## WHAT YOU HAVE TO DO
What you return should be the lines of the data containing "Response", each in full.

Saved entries
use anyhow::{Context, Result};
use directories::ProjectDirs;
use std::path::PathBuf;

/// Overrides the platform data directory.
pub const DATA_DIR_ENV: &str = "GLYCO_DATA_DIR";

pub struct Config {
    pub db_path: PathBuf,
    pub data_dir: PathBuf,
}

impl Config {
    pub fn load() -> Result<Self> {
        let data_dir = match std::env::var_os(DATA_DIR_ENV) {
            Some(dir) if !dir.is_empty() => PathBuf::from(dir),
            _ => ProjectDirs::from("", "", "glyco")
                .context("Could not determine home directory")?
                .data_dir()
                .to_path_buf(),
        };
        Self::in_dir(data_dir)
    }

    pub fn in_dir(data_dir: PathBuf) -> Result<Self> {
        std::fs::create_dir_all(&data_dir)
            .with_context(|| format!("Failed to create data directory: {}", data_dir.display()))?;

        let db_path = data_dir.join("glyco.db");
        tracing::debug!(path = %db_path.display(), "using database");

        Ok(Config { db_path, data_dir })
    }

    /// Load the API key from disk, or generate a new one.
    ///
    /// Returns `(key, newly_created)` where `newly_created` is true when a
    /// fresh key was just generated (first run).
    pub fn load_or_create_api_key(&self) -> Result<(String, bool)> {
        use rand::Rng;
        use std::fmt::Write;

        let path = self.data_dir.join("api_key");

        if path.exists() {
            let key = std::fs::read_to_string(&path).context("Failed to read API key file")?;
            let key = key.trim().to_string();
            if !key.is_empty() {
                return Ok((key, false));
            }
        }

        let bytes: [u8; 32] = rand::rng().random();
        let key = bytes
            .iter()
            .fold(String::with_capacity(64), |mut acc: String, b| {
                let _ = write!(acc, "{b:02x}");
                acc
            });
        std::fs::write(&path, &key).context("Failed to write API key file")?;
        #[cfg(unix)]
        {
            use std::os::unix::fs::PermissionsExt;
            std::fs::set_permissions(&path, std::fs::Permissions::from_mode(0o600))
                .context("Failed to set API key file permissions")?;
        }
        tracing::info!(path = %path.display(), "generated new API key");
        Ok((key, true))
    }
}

==

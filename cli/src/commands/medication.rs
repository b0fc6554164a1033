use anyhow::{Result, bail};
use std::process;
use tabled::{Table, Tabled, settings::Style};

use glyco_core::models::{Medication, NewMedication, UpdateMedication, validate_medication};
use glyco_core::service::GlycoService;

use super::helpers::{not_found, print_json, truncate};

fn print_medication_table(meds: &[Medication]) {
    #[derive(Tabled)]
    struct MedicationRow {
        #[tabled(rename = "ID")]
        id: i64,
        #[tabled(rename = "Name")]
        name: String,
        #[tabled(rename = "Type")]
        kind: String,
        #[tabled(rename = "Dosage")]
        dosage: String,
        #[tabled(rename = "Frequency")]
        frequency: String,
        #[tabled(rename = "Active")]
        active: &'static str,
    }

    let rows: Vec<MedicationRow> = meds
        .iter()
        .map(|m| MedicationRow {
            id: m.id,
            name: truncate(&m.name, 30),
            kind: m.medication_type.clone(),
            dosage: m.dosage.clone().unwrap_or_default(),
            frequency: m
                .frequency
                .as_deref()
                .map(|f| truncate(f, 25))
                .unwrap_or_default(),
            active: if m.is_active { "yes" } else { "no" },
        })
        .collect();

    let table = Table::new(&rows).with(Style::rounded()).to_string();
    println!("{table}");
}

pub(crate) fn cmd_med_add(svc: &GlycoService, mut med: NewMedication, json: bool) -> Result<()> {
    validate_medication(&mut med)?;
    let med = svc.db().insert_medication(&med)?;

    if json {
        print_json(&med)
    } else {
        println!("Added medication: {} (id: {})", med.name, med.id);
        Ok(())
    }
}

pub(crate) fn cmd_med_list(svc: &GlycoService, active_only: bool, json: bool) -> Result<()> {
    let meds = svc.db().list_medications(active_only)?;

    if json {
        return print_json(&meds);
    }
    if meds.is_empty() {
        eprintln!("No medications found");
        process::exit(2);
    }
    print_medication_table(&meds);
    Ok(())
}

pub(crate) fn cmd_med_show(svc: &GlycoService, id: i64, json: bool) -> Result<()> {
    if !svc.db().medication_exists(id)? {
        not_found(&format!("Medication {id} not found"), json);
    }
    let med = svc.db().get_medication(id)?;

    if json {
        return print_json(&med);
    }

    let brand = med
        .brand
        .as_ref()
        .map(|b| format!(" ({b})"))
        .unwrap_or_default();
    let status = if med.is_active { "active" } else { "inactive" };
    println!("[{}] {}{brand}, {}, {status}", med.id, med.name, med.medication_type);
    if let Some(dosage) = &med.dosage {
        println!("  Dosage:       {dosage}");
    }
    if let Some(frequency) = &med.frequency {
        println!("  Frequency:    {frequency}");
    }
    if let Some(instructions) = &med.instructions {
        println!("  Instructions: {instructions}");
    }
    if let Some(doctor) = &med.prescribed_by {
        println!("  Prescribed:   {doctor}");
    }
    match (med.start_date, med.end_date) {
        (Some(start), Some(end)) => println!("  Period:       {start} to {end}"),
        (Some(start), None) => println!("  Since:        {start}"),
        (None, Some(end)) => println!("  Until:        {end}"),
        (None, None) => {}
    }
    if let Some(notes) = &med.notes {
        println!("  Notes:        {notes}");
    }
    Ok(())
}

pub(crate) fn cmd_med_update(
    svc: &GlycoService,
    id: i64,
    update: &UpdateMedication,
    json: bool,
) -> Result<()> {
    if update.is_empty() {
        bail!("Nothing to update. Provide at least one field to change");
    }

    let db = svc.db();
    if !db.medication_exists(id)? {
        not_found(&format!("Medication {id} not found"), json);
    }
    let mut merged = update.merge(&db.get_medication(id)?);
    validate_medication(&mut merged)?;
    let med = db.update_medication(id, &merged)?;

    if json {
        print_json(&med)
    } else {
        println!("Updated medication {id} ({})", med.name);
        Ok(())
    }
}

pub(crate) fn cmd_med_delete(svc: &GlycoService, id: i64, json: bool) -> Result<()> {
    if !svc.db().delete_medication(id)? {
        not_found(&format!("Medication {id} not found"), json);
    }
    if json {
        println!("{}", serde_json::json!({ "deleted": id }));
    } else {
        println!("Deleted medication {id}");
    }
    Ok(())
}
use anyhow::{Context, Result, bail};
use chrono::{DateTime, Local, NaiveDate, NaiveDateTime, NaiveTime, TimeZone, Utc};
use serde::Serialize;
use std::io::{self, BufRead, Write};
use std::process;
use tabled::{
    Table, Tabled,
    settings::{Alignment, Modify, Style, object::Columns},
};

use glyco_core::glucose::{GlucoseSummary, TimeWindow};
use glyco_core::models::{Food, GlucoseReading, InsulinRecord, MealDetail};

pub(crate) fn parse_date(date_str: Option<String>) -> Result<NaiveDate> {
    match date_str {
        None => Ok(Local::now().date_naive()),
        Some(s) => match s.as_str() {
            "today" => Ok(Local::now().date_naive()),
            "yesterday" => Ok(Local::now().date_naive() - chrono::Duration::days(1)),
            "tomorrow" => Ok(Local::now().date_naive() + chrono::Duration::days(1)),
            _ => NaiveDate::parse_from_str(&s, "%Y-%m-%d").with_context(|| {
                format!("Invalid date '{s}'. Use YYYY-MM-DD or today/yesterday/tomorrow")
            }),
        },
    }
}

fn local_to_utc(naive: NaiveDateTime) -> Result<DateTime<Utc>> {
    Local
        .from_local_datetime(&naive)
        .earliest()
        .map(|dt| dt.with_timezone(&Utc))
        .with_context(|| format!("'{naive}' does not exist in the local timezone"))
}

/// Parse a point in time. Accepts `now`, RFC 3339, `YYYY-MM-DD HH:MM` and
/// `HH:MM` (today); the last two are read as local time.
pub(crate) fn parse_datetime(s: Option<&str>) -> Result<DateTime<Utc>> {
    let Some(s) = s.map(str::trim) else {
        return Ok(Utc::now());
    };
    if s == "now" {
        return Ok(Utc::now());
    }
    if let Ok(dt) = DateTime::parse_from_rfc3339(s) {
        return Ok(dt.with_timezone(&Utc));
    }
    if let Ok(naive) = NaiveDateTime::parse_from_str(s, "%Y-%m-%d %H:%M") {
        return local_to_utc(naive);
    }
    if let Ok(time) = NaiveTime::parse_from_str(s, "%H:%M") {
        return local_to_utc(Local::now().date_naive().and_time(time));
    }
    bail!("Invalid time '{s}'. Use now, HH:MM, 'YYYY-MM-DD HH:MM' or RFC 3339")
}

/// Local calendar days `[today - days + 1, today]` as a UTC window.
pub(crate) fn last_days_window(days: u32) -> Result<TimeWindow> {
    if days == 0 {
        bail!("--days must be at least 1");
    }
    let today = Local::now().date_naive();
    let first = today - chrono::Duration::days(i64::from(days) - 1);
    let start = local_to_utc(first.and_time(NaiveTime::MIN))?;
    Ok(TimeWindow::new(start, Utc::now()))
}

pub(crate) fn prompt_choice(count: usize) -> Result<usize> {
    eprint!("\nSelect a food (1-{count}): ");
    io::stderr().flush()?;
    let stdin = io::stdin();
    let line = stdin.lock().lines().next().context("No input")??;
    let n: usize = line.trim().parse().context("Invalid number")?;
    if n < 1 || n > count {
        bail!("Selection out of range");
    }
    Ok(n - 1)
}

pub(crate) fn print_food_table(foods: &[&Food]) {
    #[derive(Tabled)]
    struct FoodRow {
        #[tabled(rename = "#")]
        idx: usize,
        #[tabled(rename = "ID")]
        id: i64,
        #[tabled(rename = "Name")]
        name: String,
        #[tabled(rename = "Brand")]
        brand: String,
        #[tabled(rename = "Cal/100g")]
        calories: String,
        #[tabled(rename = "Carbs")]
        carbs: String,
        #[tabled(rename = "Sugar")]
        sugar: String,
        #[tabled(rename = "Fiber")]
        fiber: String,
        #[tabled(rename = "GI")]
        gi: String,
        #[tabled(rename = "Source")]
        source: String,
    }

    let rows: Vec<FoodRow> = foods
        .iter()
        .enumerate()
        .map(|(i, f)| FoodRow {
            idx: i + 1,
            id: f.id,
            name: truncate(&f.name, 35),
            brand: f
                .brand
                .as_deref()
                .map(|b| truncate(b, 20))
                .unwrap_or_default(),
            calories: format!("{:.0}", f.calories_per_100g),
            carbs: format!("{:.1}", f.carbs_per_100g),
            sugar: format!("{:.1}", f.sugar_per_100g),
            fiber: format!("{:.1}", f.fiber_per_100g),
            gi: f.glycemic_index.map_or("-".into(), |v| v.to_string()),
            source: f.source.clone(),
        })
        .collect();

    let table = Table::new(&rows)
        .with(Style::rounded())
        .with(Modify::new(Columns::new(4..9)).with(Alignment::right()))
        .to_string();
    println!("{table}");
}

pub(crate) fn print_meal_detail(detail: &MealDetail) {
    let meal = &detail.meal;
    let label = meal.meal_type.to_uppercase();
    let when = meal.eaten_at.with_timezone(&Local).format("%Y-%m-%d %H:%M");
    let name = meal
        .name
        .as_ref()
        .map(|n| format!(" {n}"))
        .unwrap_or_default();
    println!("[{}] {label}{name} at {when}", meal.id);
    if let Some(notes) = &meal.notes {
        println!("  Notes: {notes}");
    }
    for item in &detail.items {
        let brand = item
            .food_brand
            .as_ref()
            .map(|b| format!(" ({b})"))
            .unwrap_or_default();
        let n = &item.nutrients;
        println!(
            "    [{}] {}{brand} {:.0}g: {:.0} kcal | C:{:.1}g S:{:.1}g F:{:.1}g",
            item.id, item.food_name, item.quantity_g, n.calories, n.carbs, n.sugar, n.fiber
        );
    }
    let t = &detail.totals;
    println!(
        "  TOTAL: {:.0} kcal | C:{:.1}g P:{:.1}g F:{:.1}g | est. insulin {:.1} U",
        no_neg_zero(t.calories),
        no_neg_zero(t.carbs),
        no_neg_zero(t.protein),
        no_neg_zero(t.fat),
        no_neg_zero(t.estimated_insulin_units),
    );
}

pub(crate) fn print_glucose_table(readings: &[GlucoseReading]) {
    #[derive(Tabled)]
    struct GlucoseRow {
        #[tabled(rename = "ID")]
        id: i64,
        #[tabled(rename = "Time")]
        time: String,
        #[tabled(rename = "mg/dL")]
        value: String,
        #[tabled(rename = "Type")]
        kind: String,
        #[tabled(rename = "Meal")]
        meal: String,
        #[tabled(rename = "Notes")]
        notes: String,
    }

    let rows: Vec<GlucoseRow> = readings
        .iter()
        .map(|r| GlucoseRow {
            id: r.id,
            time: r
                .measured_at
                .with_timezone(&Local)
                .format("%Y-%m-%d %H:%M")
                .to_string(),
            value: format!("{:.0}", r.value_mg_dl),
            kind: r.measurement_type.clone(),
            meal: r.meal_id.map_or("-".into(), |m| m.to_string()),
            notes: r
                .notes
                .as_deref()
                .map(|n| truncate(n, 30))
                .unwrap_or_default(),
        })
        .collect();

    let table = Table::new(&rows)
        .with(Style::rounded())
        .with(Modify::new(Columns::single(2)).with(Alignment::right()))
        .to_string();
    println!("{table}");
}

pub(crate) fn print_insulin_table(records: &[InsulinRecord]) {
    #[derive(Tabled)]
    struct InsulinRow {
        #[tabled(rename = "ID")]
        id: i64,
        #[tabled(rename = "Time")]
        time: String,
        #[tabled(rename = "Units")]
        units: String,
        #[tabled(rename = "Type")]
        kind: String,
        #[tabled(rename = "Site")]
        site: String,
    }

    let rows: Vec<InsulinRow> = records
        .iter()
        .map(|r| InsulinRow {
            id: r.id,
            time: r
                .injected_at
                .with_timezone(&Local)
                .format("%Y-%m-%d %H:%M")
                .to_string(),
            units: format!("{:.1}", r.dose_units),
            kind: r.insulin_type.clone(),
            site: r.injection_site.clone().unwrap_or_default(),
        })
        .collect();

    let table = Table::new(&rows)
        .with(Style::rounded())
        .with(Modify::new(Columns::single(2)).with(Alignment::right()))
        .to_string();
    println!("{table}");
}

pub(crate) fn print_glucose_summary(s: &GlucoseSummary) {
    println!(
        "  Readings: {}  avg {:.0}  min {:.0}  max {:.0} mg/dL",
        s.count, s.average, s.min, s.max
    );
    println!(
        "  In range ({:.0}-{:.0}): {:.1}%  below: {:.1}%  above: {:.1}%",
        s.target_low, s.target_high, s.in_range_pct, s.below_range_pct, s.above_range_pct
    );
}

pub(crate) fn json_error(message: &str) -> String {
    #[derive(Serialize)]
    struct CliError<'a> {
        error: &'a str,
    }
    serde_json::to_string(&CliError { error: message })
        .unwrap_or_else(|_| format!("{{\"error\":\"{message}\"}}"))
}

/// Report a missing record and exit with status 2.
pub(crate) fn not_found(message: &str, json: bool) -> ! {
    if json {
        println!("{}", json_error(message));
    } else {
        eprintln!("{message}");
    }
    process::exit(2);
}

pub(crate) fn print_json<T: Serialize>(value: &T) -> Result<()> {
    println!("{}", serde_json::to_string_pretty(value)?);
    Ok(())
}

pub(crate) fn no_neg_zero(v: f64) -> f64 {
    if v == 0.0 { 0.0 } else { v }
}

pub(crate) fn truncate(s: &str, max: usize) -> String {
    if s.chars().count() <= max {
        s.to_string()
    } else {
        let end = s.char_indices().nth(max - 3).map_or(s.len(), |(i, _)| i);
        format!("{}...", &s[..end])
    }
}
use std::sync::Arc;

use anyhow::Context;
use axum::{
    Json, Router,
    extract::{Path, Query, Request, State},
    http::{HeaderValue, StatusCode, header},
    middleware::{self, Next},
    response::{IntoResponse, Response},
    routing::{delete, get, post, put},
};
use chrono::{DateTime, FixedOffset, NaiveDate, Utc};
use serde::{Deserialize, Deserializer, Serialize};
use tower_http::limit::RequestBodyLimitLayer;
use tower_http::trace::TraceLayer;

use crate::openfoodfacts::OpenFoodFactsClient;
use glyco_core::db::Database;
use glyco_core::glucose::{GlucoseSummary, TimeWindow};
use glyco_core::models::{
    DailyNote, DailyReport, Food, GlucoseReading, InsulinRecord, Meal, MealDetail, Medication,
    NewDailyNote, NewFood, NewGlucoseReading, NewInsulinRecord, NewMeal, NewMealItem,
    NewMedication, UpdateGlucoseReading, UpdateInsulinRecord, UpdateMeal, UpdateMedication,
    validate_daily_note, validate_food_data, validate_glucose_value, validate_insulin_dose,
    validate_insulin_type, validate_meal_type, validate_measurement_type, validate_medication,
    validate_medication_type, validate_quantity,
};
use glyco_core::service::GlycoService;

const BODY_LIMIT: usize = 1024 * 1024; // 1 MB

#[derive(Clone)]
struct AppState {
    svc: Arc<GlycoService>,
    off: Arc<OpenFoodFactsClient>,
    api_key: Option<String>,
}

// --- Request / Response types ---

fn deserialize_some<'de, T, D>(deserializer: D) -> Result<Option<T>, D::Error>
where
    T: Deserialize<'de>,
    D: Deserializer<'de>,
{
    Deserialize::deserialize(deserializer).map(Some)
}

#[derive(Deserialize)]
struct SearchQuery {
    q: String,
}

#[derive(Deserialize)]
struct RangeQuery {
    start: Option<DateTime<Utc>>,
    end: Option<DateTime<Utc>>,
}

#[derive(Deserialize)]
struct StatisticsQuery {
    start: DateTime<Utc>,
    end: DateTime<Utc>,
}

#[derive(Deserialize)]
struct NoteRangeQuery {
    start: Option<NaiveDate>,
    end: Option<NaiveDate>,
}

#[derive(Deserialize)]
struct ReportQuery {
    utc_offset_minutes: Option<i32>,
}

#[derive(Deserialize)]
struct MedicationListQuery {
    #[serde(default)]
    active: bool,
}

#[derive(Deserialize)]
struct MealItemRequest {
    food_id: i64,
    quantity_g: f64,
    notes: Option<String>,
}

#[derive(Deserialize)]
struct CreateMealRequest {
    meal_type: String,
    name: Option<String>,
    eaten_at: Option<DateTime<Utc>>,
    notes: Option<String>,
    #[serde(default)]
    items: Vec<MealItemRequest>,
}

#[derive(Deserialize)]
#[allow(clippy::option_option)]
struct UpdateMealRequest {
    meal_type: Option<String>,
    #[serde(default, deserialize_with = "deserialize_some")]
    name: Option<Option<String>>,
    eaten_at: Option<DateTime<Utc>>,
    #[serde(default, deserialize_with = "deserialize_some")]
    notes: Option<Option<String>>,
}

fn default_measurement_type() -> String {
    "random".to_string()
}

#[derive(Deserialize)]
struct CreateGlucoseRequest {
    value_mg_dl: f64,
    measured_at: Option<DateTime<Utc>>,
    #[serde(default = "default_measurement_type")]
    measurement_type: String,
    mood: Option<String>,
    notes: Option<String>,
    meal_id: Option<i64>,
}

## RESULT OF THE EXERCISE
    response::{IntoResponse, Response},
// --- Request / Response types ---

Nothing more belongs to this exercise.